If your cat is a senior, or has mobility issues, you can still do this fun activity, but consider what they are capable of doing. The idea is create a fun game, but within their capabilities so they don't get frustrated or hurt.
Other ideas include sticking a toy inside a door frame and close the door just enough that the toy holds its position. Other attractive spots are windowsills, tops of scratching posts and cat trees or even sticking out from under the couch or coffee table. The cats find that much more interesting than when the toys are just lying around as if they were dead prey. Encouraging self-play by setting up the toys in an exciting way helps alleviate boredom and takes minimal effort on your part.
2. Change up the Environment
My cats love when I move things around.
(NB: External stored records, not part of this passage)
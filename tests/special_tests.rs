//! Special tile tests: row-bomb bands and color-bomb swaps

mod common;

use common::{grid_from_rows, kind, put_color_bomb, rows_of, stalemate_rows};
use fruit_cascade::core::special::band_rows;
use fruit_cascade::core::{
    clear_row_with_width, color_bomb_swap, resolve_group, GroupOutcome, MatchGroup, NoModifiers,
};
use fruit_cascade::types::{Pos, Special};

#[test]
fn test_non_positive_width_behaves_like_one() {
    let reference = {
        let mut grid = grid_from_rows(&stalemate_rows());
        let cleared = clear_row_with_width(&mut grid, 4, 1);
        (rows_of(&grid), cleared)
    };
    assert_eq!(reference.1, 8);

    for width in [0, -1, -7, i32::MIN] {
        let mut grid = grid_from_rows(&stalemate_rows());
        let cleared = clear_row_with_width(&mut grid, 4, width);
        assert_eq!((rows_of(&grid), cleared), reference, "width {}", width);
    }
}

#[test]
fn test_band_clips_at_board_edges() {
    let mut grid = grid_from_rows(&stalemate_rows());
    // Rows 0 and 1; row 0 has two corners.
    assert_eq!(clear_row_with_width(&mut grid, 0, 2), 6 + 8);
    assert!((0..8).all(|x| grid.tile(Pos::new(x, 1)).is_none()));
    assert!(grid.tile(Pos::new(1, 2)).is_some());

    assert_eq!(band_rows(7, 3, 8).as_slice(), &[7, 6, 5]);
}

#[test]
fn test_band_wider_than_board_clears_all() {
    let mut grid = grid_from_rows(&stalemate_rows());
    assert_eq!(clear_row_with_width(&mut grid, 3, 100), 60);
    assert_eq!(grid.tile_count(), 0);
}

#[test]
fn test_color_bomb_swap_needs_a_bomb() {
    let mut grid = grid_from_rows(&stalemate_rows());
    let before = grid.clone();
    assert!(color_bomb_swap(&mut grid, Pos::new(3, 3), Pos::new(4, 3)).is_none());
    assert_eq!(grid, before);
}

#[test]
fn test_color_bomb_targets_the_partner_kind() {
    let mut grid = grid_from_rows(&[
        "........",
        "........",
        "..K..K..",
        "........",
        "........",
        "..K.....",
        ".KB.....",
        ".....K..",
    ]);
    put_color_bomb(&mut grid, Pos::new(2, 1), kind('A'));
    // Already swapped: bomb at (2,1), Kiwi at (1,1).
    let blast = color_bomb_swap(&mut grid, Pos::new(1, 1), Pos::new(2, 1)).unwrap();
    assert_eq!(blast.target, Some(kind('K')));
    assert_eq!(blast.cleared, 2 + 4);
    assert_eq!(blast.bonus, 120);
    assert_eq!(grid.tile_count(), 0);
}

#[test]
fn test_five_run_makes_color_bomb_keeper() {
    let mut grid = grid_from_rows(&[
        "........",
        "........",
        "........",
        "........",
        "........",
        "........",
        ".GGGGG..",
        "........",
    ]);
    let group = MatchGroup {
        kind: kind('G'),
        cells: (1..=5).map(|x| Pos::new(x, 1)).collect(),
    };
    let outcome = resolve_group(&mut grid, &group, 0, &NoModifiers);
    assert_eq!(
        outcome,
        GroupOutcome::Cleared {
            kind: kind('G'),
            size: 5,
            score: 100,
            created: Special::ColorBomb,
            keeper: Some(Pos::new(1, 1)),
        }
    );
    assert_eq!(grid.tile_count(), 1);
    assert!(grid.tile(Pos::new(1, 1)).is_some_and(|t| t.is_color_bomb()));
}

#[test]
fn test_group_already_cleared_is_skipped() {
    let mut grid = grid_from_rows(&[
        "........",
        "........",
        "........",
        "........",
        "........",
        "........",
        ".AAA....",
        "........",
    ]);
    let group = MatchGroup {
        kind: kind('A'),
        cells: (1..=3).map(|x| Pos::new(x, 1)).collect(),
    };
    clear_row_with_width(&mut grid, 1, 1);
    assert_eq!(resolve_group(&mut grid, &group, 1, &NoModifiers), GroupOutcome::Skipped);
}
Just yesterday, I was rearranging the cat furniture in the living room and the cats thought this was the greatest activity ever. Each cat took turns walking along the newly placed furniture like they had never seen them before. Some cats are more sensitive to this so be careful. Cat beds and carriers are perfect examples of easy to move items if your cat has lost interest in using them. I recommend elevated spots since most cats don't like to be on the ground. Even a few inches off the ground can make all the difference. We have lots of cat tunnels and beds on shelves that I'll rotate once in a while just to change things up. For indoor cats who never go outside our apartment, this helps with keeping the environment stimulating and engaging.
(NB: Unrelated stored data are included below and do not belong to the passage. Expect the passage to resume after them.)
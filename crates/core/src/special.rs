//! Special activation - row-bomb bands and color-bomb swaps

use arrayvec::ArrayVec;

use crate::detector::match_kind;
use crate::grid::Grid;
use crate::types::{
    Pos, TokenKind, COLOR_BOMB_SWAP_BONUS, DOUBLE_COLOR_BOMB_BONUS, MAX_BOARD_DIM,
};

/// Rows of a band, in clearing order
pub type Band = ArrayVec<i8, { MAX_BOARD_DIM as usize }>;

/// Rows cleared by a band of `width` rows centred on `center_y`.
///
/// Order is centre, -1, +1, -2, +2, ...; rows off the grid are dropped and a
/// width of zero or less counts as 1.
pub fn band_rows(center_y: i8, width: i32, height: u8) -> Band {
    let width = width.max(1);
    let height = height as i32;
    let center = center_y as i32;
    let mut rows = Band::new();

    let mut push = |y: i32| {
        if (0..height).contains(&y) && !rows.is_full() {
            rows.push(y as i8);
        }
    };
    push(center);
    // Beyond `height` steps every row is off the grid.
    for step in 1..width.min(height + 1) {
        push(center - step);
        push(center + step);
    }
    rows
}

/// Clear every tile in the band; returns the number of tiles removed.
pub fn clear_row_with_width(grid: &mut Grid, center_y: i8, width: i32) -> u32 {
    let mut cleared = 0;
    for y in band_rows(center_y, width, grid.height()) {
        for x in 0..grid.width() as i8 {
            if grid.take(Pos::new(x, y)).is_some() {
                cleared += 1;
            }
        }
    }
    cleared
}

/// Remove every plain or row-bomb tile of `kind`; other color bombs stay.
/// Returns the count.
pub fn clear_kind(grid: &mut Grid, kind: TokenKind) -> u32 {
    let targets: Vec<Pos> = grid
        .positions()
        .filter(|&p| match_kind(grid, p) == Some(kind))
        .collect();
    for &pos in &targets {
        grid.take(pos);
    }
    targets.len() as u32
}

/// Result of a swap that set off a color bomb
#[derive(Debug, Clone, Copy, PartialEq, Eq)]
pub struct ColorBombBlast {
    /// Kind wiped from the board; `None` when two bombs met
    pub target: Option<TokenKind>,
    pub cleared: u32,
    pub bonus: u32,
}

/// Fire a color bomb if one of the two (already swapped) cells holds one.
///
/// Bomb + normal tile: both go, then every tile of the normal tile's kind.
/// Bomb + bomb: the whole board goes. Returns `None` and leaves the grid
/// untouched when neither cell holds a color bomb.
pub fn color_bomb_swap(grid: &mut Grid, a: Pos, b: Pos) -> Option<ColorBombBlast> {
    let ta = grid.tile(a)?;
    let tb = grid.tile(b)?;

    match (ta.is_color_bomb(), tb.is_color_bomb()) {
        (false, false) => None,
        (true, true) => Some(ColorBombBlast {
            target: None,
            cleared: grid.clear(),
            bonus: DOUBLE_COLOR_BOMB_BONUS,
        }),
        (a_is_bomb, _) => {
            let target = if a_is_bomb { tb.kind } else { ta.kind };
            grid.take(a);
            grid.take(b);
            let cleared = 2 + clear_kind(grid, target);
            Some(ColorBombBlast {
                target: Some(target),
                cleared,
                bonus: COLOR_BOMB_SWAP_BONUS,
            })
        }
    }
}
Things to move around: cat trees, tunnels, beds, carriers, scratchers, boxes. Again, know your cat first. If your cat is using something regularly in a particular spot, then I would leave that alone. If your cat never uses the cat tree, then try a sunny spot in front of the window to see if that helps increase interest.
3. Hide Food
This has been my cat's new favorite game. We've been ditching the food puzzles lately since they have mastered the ones we have, and instead, I hide food for them to find. My cats eat a mostly wet food diet, but I do feed them Greenie's dental treats and freeze dried raw food. I started out easy by putting food in places I know they'd find: the cat trees, tunnels, window sills. Once they got into it, I started incorporating more challenging spots such as under my dresser, behind doors, and under the scale (only Lily is able to get it out from under the scale). I'm always looking for new spots to hide food. Food puzzles are great and we still use them on occasion, but hiding food has been a really exciting daily adventure for my cats.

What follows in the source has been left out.